■ Task objective
Please quote exactly the lines below from the line containing "let line = match" to the line containing "impl fmt::Display for", both lines included, and nothing else.

■ Data to use
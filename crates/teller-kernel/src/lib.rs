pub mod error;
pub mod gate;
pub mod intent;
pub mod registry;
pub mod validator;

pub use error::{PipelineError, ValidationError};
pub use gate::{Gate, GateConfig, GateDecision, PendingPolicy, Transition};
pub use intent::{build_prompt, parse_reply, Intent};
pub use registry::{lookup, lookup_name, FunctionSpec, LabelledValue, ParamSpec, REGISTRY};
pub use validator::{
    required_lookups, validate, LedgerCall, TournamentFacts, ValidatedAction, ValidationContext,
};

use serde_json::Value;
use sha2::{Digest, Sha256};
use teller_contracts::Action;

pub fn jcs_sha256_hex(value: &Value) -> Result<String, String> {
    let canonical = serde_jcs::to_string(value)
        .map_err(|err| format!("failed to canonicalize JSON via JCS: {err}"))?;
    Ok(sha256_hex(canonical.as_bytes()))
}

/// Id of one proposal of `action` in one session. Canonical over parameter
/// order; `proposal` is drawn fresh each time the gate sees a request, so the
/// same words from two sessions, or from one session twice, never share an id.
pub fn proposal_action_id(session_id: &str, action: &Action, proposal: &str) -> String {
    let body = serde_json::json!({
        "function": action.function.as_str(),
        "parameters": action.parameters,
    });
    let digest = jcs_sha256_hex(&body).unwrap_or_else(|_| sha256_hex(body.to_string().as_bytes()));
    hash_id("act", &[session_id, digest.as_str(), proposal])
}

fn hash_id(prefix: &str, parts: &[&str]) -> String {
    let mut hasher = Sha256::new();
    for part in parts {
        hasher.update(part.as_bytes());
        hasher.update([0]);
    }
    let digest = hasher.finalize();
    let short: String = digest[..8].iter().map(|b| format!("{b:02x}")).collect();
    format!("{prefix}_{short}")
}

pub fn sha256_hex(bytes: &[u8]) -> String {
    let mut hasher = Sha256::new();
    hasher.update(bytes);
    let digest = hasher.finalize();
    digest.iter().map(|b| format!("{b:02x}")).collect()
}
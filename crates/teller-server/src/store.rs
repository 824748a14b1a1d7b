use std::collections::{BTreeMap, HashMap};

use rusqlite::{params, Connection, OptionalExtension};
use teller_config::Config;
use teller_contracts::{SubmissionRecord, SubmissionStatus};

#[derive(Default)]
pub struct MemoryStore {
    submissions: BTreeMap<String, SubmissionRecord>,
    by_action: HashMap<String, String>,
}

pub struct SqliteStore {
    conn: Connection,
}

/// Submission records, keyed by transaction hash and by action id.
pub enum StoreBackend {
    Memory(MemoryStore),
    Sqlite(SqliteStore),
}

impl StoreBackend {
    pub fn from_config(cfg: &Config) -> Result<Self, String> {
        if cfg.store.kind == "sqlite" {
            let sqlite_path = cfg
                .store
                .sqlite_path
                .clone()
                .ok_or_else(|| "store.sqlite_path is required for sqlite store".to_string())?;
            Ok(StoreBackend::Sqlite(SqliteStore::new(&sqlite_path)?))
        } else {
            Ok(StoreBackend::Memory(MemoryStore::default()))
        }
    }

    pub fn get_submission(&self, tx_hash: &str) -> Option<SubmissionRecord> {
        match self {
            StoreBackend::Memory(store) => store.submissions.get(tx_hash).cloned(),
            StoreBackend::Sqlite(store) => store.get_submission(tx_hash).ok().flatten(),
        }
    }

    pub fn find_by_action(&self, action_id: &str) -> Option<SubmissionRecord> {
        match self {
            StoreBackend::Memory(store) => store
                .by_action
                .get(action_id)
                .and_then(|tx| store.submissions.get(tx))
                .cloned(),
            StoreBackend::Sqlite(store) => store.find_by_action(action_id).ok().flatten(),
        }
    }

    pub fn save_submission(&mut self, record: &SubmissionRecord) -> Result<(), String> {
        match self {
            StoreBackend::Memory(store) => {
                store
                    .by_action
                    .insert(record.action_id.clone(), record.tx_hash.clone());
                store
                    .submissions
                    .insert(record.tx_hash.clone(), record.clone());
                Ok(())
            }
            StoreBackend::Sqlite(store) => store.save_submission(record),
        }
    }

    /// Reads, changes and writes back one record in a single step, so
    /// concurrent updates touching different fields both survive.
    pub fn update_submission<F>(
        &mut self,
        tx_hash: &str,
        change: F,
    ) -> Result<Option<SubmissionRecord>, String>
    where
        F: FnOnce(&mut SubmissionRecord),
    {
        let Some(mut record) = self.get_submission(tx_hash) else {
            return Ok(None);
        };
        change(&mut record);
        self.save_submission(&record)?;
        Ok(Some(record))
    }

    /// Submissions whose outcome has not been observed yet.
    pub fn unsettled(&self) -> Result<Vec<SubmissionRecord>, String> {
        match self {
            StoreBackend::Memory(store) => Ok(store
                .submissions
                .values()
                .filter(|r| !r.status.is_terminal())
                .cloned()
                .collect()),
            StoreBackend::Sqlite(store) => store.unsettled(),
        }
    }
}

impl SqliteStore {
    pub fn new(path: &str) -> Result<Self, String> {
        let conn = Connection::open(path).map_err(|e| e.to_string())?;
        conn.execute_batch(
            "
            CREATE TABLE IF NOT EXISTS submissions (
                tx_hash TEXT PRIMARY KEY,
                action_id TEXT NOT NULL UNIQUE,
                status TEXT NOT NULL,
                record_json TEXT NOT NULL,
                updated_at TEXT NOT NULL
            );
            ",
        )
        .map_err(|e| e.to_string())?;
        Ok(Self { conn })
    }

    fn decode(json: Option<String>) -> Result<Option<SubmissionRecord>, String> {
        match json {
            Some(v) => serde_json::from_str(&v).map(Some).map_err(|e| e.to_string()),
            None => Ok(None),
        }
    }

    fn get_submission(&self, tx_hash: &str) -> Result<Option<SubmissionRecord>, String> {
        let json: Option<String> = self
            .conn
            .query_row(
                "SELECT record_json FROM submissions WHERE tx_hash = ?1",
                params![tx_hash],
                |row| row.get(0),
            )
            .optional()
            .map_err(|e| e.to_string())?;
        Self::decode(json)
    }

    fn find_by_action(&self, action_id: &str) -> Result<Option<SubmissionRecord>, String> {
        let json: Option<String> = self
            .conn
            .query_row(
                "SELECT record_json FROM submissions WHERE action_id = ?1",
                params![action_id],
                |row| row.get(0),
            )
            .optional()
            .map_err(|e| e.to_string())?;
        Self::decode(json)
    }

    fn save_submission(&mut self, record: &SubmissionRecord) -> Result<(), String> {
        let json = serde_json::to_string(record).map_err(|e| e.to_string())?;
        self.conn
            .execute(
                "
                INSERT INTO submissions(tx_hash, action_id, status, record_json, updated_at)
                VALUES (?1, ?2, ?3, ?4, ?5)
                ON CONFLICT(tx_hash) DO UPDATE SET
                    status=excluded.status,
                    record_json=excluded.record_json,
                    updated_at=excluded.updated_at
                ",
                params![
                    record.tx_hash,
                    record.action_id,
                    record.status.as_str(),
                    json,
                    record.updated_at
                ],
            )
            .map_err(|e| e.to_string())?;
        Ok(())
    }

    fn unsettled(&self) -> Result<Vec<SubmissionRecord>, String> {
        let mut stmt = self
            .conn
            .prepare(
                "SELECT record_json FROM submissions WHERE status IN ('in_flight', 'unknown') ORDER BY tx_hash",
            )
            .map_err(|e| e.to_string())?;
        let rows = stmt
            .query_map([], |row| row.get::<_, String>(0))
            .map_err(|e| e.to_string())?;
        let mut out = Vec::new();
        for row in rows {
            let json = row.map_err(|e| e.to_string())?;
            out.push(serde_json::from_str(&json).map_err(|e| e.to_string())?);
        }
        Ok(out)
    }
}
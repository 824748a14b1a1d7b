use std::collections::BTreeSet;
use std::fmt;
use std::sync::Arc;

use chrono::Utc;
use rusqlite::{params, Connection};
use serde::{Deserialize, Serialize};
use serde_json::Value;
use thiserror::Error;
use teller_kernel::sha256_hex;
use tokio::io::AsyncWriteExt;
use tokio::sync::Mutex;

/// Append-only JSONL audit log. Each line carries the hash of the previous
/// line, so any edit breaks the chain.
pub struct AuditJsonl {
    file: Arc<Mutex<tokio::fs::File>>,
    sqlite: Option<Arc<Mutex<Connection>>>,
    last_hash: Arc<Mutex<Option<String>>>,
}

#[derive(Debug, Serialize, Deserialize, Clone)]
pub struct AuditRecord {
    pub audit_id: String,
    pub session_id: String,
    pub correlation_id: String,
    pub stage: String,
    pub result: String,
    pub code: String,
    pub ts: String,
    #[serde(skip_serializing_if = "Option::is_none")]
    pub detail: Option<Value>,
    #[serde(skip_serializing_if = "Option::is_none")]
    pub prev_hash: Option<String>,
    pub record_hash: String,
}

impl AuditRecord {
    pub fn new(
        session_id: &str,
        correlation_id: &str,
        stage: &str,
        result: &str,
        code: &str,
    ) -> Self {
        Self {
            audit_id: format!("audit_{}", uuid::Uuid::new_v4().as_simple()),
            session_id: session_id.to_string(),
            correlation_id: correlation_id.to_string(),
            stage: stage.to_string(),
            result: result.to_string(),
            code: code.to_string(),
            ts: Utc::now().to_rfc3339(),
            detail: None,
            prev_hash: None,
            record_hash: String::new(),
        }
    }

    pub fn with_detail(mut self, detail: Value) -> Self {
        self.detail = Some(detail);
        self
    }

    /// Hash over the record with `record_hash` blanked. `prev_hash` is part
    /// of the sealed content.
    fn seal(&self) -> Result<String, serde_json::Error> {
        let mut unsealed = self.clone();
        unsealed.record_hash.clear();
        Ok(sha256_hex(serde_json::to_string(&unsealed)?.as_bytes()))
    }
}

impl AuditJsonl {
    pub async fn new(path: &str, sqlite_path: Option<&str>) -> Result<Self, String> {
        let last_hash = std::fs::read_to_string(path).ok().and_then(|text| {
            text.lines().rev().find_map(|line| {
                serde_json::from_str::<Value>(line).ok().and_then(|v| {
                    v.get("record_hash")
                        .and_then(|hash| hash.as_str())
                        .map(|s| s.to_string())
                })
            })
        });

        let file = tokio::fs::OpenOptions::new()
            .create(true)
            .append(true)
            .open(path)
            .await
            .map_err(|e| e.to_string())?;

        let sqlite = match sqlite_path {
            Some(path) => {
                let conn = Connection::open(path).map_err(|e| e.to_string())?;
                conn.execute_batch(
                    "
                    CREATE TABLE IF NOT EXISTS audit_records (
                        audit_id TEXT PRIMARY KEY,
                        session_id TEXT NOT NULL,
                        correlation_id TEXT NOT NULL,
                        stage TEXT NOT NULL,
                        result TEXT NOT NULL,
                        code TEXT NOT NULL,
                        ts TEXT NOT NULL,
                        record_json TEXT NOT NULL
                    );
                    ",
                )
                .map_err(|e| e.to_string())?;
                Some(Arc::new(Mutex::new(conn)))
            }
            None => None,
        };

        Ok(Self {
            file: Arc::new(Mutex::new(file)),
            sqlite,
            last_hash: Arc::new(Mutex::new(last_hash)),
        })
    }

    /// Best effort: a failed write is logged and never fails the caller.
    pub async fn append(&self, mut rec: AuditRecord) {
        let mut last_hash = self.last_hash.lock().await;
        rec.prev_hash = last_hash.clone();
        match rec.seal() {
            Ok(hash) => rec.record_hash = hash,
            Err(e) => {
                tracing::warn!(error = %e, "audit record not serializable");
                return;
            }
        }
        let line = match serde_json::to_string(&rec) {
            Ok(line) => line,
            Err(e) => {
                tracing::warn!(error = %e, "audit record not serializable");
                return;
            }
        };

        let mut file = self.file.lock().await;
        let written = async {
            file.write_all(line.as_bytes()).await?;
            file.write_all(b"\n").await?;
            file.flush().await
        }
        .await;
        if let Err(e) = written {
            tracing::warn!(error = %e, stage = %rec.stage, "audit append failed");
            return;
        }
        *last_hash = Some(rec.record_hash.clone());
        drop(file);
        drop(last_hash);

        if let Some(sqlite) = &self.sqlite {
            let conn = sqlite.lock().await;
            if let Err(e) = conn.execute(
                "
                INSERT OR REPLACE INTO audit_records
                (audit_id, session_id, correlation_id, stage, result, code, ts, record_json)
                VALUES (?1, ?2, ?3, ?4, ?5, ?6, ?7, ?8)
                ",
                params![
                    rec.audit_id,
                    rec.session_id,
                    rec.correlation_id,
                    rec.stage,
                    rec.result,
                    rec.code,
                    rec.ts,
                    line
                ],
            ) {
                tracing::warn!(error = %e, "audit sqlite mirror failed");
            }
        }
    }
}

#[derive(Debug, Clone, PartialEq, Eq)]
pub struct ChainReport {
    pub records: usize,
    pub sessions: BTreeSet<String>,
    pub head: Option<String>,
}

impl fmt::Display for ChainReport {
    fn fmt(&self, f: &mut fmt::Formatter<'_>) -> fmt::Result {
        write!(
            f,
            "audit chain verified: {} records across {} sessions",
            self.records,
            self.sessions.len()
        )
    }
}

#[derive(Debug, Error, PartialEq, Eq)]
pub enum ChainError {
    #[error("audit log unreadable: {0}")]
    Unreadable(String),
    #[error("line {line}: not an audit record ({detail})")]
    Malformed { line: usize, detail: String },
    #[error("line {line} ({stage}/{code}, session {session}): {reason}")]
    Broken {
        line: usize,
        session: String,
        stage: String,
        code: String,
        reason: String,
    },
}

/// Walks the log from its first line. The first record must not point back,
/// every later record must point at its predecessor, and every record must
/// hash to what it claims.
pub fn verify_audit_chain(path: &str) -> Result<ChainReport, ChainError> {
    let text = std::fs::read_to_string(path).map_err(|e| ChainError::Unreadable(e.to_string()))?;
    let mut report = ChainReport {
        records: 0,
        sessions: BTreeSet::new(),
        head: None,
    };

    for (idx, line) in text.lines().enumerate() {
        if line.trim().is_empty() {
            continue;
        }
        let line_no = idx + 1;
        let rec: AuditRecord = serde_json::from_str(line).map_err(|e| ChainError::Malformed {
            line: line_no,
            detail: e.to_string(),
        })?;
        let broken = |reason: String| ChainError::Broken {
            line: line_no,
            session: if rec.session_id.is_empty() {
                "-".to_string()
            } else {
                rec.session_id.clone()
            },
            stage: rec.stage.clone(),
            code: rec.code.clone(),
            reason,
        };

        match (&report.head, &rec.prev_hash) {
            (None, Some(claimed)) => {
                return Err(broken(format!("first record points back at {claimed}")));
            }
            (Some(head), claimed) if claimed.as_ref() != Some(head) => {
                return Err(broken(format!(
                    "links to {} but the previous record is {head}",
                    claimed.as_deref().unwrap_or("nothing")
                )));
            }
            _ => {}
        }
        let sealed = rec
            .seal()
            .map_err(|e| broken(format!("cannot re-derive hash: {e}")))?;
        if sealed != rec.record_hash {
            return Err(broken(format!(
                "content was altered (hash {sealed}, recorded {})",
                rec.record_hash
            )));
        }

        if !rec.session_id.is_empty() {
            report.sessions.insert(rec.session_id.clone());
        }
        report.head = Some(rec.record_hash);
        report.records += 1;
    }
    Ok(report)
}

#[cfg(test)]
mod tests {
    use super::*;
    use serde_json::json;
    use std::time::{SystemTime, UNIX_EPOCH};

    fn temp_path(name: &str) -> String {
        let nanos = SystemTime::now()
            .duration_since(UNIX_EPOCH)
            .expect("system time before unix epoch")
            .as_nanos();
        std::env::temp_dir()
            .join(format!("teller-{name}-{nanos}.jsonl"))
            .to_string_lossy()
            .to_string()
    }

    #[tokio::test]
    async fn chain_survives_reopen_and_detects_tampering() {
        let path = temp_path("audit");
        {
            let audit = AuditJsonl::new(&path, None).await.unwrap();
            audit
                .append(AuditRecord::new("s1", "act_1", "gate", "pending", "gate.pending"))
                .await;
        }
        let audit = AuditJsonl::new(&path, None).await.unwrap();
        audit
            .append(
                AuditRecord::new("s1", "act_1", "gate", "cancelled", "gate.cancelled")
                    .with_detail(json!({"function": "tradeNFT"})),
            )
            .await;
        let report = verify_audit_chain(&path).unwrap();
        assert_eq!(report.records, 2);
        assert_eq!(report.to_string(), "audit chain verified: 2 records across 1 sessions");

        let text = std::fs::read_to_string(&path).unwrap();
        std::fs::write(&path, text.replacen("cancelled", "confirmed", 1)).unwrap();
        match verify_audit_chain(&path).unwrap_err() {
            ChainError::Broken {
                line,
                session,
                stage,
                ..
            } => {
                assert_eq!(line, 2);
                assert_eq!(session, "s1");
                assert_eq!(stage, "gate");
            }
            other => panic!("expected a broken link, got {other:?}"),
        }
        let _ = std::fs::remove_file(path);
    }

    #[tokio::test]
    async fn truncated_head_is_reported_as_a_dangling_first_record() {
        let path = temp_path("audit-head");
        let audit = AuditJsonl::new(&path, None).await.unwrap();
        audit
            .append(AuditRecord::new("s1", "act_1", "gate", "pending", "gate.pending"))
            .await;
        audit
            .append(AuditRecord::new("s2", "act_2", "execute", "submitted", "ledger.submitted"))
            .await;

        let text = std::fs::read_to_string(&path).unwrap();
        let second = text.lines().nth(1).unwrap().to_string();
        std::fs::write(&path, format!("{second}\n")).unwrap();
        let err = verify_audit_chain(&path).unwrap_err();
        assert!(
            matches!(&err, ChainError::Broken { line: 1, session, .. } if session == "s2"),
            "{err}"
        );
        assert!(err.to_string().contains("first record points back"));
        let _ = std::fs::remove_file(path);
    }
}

■ Problem solution
        let line = match serde_json::to_string(&rec) {
            Ok(line) => line,
            Err(e) => {
                tracing::warn!(error = %e, "audit record not serializable");
                return;
            }
        };

        let mut file = self.file.lock().await;
        let written = async {
            file.write_all(line.as_bytes()).await?;
            file.write_all(b"\n").await?;
            file.flush().await
        }
        .await;
        if let Err(e) = written {
            tracing::warn!(error = %e, stage = %rec.stage, "audit append failed");
            return;
        }
        *last_hash = Some(rec.record_hash.clone());
        drop(file);
        drop(last_hash);

        if let Some(sqlite) = &self.sqlite {
            let conn = sqlite.lock().await;
            if let Err(e) = conn.execute(
                "
                INSERT OR REPLACE INTO audit_records
                (audit_id, session_id, correlation_id, stage, result, code, ts, record_json)
                VALUES (?1, ?2, ?3, ?4, ?5, ?6, ?7, ?8)
                ",
                params![
                    rec.audit_id,
                    rec.session_id,
                    rec.correlation_id,
                    rec.stage,
                    rec.result,
                    rec.code,
                    rec.ts,
                    line
                ],
            ) {
                tracing::warn!(error = %e, "audit sqlite mirror failed");
            }
        }
    }
}

#[derive(Debug, Clone, PartialEq, Eq)]
pub struct ChainReport {
    pub records: usize,
    pub sessions: BTreeSet<String>,
    pub head: Option<String>,
}

impl fmt::Display for ChainReport {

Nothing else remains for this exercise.